(DATASET CONTENT begins)

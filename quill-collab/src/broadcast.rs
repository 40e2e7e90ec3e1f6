//! Fan-out of canonical text frames to every connected editor.
//!
//! Uses a tokio broadcast channel for O(1) send to all subscribers. Each
//! peer gets an independent receiver that buffers up to `capacity` frames;
//! a peer that falls further behind skips to the newest frames. Since every
//! frame carries the full canonical text, skipping is harmless.

use std::collections::HashSet;
use std::sync::Arc;
use std::sync::atomic::{AtomicU64, Ordering};
use tokio::sync::{broadcast, RwLock};
use uuid::Uuid;

/// One encoded frame and the peer whose update produced it.
#[derive(Debug, Clone)]
pub struct Frame {
    pub origin: Uuid,
    pub payload: Arc<str>,
}

/// Statistics for monitoring broadcast health.
#[derive(Debug, Clone, Default)]
pub struct BroadcastStats {
    pub frames_sent: u64,
    pub frames_lagged: u64,
    pub active_peers: usize,
}

/// Counters updated with atomics so broadcasting never takes a lock.
struct AtomicBroadcastStats {
    frames_sent: AtomicU64,
    frames_lagged: AtomicU64,
}

impl AtomicBroadcastStats {
    fn new() -> Self {
        Self {
            frames_sent: AtomicU64::new(0),
            frames_lagged: AtomicU64::new(0),
        }
    }
}

/// The set of peers editing the shared buffer.
pub struct BroadcastGroup {
    sender: broadcast::Sender<Frame>,

    /// Connected peers
    peers: Arc<RwLock<HashSet<Uuid>>>,

    /// Frames buffered per receiver
    capacity: usize,

    atomic_stats: Arc<AtomicBroadcastStats>,
}

impl BroadcastGroup {
    /// Create a new broadcast group with the given buffer capacity.
    pub fn new(capacity: usize) -> Self {
        let capacity = capacity.max(1);
        let (sender, _) = broadcast::channel(capacity);
        Self {
            sender,
            peers: Arc::new(RwLock::new(HashSet::new())),
            capacity,
            atomic_stats: Arc::new(AtomicBroadcastStats::new()),
        }
    }

    /// Register a peer and return its receiver.
    pub async fn add_peer(&self, peer_id: Uuid) -> broadcast::Receiver<Frame> {
        let mut peers = self.peers.write().await;
        peers.insert(peer_id);
        self.sender.subscribe()
    }

    pub async fn remove_peer(&self, peer_id: &Uuid) -> bool {
        self.peers.write().await.remove(peer_id)
    }

    /// Send a frame to every receiver, the origin's included; filtering is
    /// the receiver's job. Returns the number of receivers reached.
    pub fn broadcast(&self, origin: Uuid, payload: impl Into<Arc<str>>) -> usize {
        let frame = Frame {
            origin,
            payload: payload.into(),
        };
        let count = self.sender.send(frame).unwrap_or(0);
        self.atomic_stats.frames_sent.fetch_add(1, Ordering::Relaxed);
        count
    }

    /// Record frames a lagging receiver skipped.
    pub fn record_lag(&self, skipped: u64) {
        self.atomic_stats
            .frames_lagged
            .fetch_add(skipped, Ordering::Relaxed);
    }

    pub async fn peer_count(&self) -> usize {
        self.peers.read().await.len()
    }

    pub async fn has_peer(&self, peer_id: &Uuid) -> bool {
        self.peers.read().await.contains(peer_id)
    }

    pub async fn stats(&self) -> BroadcastStats {
        let peers = self.peers.read().await;
        BroadcastStats {
            frames_sent: self.atomic_stats.frames_sent.load(Ordering::Relaxed),
            frames_lagged: self.atomic_stats.frames_lagged.load(Ordering::Relaxed),
            active_peers: peers.len(),
        }
    }

    pub fn capacity(&self) -> usize {
        self.capacity
    }
}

(DATASET CONTENT ends)

REQUIRED WORK =
The expected output is one number: how many lines of the data above hold the string "write".

PROBLEM SOLUTION =
2